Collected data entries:
- Opening Delimiter -

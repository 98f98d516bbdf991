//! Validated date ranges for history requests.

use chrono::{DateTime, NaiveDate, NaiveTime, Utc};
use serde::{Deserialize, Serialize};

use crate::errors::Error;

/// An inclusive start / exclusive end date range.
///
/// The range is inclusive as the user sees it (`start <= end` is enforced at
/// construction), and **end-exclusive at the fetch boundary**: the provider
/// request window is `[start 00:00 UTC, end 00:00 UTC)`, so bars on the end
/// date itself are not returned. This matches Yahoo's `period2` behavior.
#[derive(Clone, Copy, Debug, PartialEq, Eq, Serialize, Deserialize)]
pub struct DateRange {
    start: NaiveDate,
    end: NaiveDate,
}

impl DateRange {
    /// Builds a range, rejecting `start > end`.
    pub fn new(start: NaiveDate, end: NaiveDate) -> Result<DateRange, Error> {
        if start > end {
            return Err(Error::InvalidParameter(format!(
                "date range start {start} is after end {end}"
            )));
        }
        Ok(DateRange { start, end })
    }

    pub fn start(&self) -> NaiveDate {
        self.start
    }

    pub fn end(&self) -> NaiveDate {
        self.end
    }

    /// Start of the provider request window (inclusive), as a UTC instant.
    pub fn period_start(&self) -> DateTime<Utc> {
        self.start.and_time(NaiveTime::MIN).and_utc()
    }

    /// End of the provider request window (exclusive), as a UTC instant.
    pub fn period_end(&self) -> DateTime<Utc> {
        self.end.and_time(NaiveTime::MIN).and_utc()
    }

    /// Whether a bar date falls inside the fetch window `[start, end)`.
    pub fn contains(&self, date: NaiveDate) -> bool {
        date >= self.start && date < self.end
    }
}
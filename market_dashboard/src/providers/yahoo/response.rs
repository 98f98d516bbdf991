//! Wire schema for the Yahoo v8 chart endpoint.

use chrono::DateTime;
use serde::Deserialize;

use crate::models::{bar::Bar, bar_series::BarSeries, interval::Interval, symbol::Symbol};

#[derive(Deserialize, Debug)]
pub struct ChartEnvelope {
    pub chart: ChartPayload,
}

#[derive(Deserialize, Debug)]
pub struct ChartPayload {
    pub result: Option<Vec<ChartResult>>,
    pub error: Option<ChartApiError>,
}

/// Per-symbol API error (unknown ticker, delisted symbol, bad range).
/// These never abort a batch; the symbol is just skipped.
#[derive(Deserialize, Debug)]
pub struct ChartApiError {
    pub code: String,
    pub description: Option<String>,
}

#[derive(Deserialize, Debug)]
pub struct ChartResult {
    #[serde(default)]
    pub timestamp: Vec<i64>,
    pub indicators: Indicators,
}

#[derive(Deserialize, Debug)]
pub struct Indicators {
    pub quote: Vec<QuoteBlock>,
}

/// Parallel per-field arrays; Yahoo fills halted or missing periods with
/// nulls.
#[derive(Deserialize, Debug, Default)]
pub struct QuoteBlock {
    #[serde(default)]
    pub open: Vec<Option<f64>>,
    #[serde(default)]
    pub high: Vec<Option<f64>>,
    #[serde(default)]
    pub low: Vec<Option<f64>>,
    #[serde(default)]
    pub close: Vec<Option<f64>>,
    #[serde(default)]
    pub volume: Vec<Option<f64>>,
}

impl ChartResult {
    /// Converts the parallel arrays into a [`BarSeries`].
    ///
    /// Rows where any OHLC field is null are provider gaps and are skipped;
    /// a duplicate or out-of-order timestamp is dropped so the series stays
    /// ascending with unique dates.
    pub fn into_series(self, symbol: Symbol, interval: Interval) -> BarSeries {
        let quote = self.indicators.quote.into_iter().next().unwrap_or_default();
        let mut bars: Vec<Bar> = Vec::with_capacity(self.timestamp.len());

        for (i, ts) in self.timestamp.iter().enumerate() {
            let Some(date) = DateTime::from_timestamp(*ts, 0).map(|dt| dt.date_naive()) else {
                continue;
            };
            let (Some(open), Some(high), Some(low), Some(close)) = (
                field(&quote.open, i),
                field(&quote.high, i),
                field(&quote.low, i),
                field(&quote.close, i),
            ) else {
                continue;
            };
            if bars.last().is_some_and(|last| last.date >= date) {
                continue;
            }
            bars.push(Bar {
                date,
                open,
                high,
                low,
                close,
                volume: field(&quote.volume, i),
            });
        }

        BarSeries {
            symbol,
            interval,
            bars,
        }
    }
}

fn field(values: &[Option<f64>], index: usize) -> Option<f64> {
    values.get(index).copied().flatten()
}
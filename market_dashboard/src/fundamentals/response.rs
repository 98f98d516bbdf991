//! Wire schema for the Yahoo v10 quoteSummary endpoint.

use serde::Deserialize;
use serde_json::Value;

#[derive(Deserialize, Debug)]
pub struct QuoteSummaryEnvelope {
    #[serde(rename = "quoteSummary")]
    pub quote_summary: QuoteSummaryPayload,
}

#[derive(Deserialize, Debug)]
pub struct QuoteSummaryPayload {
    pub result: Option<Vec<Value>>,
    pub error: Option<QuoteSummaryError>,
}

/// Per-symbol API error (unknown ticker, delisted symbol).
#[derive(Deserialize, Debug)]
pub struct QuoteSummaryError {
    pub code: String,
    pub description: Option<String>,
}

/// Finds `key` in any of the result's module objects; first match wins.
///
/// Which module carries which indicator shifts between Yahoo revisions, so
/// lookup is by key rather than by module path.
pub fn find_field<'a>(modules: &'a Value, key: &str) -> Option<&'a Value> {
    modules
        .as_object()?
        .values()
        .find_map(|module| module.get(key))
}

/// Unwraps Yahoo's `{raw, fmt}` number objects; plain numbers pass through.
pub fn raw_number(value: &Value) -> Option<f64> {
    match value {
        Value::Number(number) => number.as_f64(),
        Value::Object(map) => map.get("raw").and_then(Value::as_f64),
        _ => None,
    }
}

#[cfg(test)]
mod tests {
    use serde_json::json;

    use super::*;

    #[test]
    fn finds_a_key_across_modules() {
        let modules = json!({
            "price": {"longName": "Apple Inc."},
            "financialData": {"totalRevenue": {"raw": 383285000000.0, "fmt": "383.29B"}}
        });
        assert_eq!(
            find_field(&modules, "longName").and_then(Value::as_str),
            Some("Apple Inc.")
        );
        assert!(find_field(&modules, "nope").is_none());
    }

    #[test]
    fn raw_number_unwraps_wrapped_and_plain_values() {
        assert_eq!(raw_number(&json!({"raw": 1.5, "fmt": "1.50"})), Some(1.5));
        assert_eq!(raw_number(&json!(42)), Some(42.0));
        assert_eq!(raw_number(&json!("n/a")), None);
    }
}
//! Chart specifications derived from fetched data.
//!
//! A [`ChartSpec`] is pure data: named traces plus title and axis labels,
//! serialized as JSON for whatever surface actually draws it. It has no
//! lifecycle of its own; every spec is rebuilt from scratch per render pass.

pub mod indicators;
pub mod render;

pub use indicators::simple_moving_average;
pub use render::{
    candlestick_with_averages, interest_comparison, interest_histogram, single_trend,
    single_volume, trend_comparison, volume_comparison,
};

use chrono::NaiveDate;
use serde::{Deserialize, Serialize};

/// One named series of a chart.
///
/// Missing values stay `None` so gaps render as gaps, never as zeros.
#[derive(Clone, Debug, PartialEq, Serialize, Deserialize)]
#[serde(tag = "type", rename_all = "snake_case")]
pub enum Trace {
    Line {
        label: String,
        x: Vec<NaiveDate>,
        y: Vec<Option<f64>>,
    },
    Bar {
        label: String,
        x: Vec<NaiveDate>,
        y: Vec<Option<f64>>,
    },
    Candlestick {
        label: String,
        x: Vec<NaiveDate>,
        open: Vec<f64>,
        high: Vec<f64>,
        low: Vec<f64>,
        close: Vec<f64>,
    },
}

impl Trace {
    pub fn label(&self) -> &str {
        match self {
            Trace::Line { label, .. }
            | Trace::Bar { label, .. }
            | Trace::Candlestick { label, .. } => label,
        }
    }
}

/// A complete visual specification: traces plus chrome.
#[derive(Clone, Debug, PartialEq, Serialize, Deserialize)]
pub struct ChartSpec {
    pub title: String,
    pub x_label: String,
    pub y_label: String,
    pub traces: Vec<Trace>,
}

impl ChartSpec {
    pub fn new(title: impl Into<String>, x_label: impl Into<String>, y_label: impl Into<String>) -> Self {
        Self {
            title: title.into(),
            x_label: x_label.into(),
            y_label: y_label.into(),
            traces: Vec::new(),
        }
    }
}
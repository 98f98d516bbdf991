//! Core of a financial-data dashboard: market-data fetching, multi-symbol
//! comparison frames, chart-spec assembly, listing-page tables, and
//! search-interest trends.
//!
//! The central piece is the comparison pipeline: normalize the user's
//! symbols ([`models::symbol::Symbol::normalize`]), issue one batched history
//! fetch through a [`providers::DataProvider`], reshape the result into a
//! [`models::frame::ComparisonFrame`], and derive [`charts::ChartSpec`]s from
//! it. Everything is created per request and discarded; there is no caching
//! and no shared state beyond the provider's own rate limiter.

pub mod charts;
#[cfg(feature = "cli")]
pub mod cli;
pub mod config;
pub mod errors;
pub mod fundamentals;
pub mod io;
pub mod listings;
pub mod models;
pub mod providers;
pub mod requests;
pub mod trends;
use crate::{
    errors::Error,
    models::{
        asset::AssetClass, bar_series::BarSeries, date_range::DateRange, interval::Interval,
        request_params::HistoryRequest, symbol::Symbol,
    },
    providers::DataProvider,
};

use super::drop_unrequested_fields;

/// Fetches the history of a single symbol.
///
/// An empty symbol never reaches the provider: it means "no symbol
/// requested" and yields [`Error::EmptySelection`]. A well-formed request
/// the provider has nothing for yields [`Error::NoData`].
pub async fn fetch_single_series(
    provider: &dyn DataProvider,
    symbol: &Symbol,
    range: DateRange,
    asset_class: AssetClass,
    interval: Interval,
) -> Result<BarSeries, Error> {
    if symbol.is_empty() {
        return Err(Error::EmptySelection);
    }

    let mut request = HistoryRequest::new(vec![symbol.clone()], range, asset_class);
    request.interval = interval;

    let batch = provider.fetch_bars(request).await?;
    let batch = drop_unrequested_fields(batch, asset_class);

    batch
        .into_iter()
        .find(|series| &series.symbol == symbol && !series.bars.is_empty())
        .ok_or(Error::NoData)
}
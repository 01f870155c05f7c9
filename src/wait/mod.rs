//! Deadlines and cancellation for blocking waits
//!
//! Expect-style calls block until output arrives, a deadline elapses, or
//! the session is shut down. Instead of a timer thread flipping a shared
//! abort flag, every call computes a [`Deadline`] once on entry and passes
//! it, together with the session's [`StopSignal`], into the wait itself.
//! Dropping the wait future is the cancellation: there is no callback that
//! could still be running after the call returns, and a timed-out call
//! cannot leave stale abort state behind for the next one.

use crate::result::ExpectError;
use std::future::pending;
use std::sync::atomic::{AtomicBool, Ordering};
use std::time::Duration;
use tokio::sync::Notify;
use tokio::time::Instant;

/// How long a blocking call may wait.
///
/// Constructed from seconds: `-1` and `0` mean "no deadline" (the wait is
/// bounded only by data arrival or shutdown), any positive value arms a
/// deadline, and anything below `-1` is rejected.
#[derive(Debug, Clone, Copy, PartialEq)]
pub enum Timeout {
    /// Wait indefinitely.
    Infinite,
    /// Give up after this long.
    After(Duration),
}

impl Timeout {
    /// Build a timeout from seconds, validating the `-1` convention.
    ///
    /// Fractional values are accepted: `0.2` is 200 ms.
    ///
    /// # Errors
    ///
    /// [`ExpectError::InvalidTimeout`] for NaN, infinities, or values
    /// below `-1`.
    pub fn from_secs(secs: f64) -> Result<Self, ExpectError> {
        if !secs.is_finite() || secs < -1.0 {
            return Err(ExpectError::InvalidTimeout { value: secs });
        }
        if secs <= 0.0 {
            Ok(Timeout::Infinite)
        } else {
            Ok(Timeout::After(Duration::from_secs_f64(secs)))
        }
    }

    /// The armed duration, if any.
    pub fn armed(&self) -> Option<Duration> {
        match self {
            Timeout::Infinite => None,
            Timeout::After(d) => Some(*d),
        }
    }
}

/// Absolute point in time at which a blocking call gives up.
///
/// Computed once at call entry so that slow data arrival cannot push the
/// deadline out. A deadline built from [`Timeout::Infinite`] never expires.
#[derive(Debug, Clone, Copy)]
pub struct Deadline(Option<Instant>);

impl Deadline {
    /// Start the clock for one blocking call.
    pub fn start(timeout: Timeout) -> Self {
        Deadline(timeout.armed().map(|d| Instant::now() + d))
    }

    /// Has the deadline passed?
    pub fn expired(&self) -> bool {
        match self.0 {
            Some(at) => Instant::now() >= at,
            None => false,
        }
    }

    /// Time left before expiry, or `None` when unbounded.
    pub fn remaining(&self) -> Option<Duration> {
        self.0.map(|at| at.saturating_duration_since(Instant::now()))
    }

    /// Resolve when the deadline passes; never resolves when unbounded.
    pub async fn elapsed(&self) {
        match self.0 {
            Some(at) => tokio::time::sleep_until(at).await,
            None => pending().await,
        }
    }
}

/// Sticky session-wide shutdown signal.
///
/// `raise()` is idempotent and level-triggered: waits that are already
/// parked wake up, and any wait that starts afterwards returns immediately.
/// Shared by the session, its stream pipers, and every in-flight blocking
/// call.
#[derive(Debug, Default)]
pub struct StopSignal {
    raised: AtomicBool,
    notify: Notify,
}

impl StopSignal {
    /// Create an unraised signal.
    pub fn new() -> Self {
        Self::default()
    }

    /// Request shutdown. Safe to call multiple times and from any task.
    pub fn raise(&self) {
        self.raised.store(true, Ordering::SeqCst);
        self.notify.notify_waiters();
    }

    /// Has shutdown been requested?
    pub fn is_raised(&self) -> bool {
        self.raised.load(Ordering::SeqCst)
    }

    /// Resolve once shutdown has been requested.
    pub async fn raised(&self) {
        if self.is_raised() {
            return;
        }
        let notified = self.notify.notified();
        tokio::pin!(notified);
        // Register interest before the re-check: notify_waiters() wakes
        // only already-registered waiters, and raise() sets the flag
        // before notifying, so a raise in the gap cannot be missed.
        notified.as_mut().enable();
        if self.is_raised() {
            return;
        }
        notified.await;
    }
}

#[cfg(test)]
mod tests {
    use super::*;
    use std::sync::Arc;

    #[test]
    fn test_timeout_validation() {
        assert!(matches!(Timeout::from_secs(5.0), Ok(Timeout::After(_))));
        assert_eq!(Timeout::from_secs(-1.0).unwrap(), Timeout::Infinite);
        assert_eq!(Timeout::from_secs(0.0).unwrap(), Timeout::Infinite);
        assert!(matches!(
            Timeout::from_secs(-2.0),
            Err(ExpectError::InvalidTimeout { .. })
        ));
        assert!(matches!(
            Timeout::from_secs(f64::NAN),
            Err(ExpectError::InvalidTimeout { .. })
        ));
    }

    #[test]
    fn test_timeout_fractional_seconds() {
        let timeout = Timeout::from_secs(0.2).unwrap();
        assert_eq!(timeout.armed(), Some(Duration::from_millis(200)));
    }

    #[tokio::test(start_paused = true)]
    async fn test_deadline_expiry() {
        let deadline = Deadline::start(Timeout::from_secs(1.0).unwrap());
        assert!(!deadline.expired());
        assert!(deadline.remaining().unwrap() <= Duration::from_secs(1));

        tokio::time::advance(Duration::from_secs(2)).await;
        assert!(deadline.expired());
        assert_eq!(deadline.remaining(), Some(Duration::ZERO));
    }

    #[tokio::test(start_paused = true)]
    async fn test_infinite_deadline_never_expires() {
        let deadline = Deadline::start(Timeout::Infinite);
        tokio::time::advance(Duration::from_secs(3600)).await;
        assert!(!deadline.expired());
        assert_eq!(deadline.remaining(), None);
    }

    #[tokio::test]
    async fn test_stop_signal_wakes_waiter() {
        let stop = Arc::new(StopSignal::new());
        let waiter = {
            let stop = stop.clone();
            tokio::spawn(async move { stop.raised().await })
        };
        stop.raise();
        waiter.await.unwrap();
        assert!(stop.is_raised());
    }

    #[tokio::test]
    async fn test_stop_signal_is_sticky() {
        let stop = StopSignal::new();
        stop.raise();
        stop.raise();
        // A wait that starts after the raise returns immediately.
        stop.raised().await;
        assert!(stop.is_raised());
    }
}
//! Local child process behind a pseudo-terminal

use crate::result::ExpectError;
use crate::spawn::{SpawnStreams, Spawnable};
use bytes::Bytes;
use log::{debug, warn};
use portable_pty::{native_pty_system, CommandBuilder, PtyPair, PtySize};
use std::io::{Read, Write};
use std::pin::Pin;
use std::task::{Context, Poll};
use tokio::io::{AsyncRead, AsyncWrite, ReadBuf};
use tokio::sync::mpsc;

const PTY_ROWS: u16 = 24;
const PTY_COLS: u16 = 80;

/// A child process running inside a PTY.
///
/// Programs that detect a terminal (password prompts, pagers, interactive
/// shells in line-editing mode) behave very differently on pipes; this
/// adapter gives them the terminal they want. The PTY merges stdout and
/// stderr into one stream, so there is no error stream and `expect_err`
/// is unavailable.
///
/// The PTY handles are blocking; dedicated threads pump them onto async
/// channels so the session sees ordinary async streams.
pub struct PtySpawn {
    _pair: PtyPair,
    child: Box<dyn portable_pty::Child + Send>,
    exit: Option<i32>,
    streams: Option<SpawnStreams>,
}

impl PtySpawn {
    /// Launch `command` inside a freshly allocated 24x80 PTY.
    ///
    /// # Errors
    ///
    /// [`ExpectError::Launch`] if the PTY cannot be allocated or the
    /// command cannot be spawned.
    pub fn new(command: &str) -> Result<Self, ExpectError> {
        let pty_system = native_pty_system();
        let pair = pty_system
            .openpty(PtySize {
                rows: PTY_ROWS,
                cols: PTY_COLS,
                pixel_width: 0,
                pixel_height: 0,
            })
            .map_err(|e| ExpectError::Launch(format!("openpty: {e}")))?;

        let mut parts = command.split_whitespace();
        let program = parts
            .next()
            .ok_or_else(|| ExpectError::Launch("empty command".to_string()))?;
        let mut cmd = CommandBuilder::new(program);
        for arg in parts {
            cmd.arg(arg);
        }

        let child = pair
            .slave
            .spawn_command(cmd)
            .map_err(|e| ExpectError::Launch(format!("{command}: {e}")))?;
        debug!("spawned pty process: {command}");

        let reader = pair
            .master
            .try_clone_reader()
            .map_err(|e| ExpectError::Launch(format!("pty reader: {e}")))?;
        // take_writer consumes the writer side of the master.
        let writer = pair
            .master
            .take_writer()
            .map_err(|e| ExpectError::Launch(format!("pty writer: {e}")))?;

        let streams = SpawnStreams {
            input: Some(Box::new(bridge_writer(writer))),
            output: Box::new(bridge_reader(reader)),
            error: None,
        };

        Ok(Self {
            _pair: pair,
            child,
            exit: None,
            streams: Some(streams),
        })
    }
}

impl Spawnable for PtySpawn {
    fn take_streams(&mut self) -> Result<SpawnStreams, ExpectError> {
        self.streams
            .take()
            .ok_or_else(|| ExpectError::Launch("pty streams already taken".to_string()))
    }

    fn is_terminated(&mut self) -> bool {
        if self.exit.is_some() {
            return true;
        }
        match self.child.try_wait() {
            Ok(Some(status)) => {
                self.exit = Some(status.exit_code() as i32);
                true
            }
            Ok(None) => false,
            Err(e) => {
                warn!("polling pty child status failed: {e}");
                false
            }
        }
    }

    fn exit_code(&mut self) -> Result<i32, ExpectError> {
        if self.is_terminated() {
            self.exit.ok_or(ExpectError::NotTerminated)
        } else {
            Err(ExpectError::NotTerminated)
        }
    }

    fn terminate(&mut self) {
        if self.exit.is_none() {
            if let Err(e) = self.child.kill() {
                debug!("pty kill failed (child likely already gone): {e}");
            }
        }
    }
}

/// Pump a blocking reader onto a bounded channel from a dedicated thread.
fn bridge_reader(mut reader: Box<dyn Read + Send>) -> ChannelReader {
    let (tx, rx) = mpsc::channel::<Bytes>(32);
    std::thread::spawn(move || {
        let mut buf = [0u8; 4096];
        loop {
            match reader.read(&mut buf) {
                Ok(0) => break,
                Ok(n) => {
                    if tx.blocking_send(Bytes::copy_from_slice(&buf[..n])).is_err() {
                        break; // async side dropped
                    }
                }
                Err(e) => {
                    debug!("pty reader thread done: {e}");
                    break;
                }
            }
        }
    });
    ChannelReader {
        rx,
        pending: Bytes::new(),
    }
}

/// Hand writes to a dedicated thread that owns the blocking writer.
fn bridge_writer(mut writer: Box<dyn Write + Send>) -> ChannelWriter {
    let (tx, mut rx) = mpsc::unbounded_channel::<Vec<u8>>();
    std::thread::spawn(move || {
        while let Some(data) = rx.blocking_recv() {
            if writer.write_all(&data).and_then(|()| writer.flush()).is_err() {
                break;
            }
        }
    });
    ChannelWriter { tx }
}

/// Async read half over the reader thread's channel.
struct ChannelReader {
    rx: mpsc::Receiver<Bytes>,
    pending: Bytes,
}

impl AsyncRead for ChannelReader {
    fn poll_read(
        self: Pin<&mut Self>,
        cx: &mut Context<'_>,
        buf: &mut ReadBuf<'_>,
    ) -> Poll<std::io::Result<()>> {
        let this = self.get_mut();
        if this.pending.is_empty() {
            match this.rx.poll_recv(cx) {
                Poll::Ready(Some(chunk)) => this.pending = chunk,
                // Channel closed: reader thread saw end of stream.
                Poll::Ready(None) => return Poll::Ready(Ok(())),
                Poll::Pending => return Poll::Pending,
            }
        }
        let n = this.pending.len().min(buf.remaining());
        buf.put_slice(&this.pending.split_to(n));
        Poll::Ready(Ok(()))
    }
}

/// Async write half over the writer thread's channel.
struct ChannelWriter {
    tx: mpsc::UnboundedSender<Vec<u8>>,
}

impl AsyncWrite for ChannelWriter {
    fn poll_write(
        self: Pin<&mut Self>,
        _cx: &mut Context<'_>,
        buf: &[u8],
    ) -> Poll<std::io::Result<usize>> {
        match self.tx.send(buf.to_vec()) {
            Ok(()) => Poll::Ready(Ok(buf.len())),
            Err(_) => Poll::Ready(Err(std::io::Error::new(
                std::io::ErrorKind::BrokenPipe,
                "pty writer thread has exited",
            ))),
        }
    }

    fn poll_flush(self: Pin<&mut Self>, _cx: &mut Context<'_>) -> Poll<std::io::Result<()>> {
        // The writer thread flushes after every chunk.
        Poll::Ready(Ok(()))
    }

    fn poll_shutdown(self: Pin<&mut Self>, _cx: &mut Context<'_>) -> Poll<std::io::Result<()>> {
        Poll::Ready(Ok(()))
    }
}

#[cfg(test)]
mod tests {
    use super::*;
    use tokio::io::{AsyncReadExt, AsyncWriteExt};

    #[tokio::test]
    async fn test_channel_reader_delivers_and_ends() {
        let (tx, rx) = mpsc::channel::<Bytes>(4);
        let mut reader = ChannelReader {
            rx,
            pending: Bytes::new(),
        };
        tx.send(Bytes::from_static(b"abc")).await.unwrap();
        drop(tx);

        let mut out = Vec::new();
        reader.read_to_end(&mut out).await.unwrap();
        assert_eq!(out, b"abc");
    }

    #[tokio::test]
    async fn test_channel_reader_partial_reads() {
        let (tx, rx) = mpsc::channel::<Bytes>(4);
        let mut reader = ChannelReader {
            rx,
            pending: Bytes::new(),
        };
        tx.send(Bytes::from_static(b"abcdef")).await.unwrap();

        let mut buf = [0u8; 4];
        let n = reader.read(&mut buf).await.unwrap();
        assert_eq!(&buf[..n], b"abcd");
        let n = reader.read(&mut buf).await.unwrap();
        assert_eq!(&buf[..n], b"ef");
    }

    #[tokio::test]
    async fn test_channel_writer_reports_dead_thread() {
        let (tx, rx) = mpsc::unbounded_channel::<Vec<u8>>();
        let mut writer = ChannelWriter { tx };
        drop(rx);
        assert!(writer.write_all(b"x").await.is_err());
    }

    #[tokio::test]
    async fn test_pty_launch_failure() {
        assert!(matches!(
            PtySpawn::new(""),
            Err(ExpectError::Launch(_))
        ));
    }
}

- Closing Delimiter -

§ Your objective
What you return should be the lines from the beginning of the records through the one that contains "is enforced at", repeated exactly and with no additions.

§ Written response
repository 98f98d516bbdf991
//! Validated date ranges for history requests.

use chrono::{DateTime, NaiveDate, NaiveTime, Utc};
use serde::{Deserialize, Serialize};

use crate::errors::Error;

/// An inclusive start / exclusive end date range.
///
/// The range is inclusive as the user sees it (`start <= end` is enforced at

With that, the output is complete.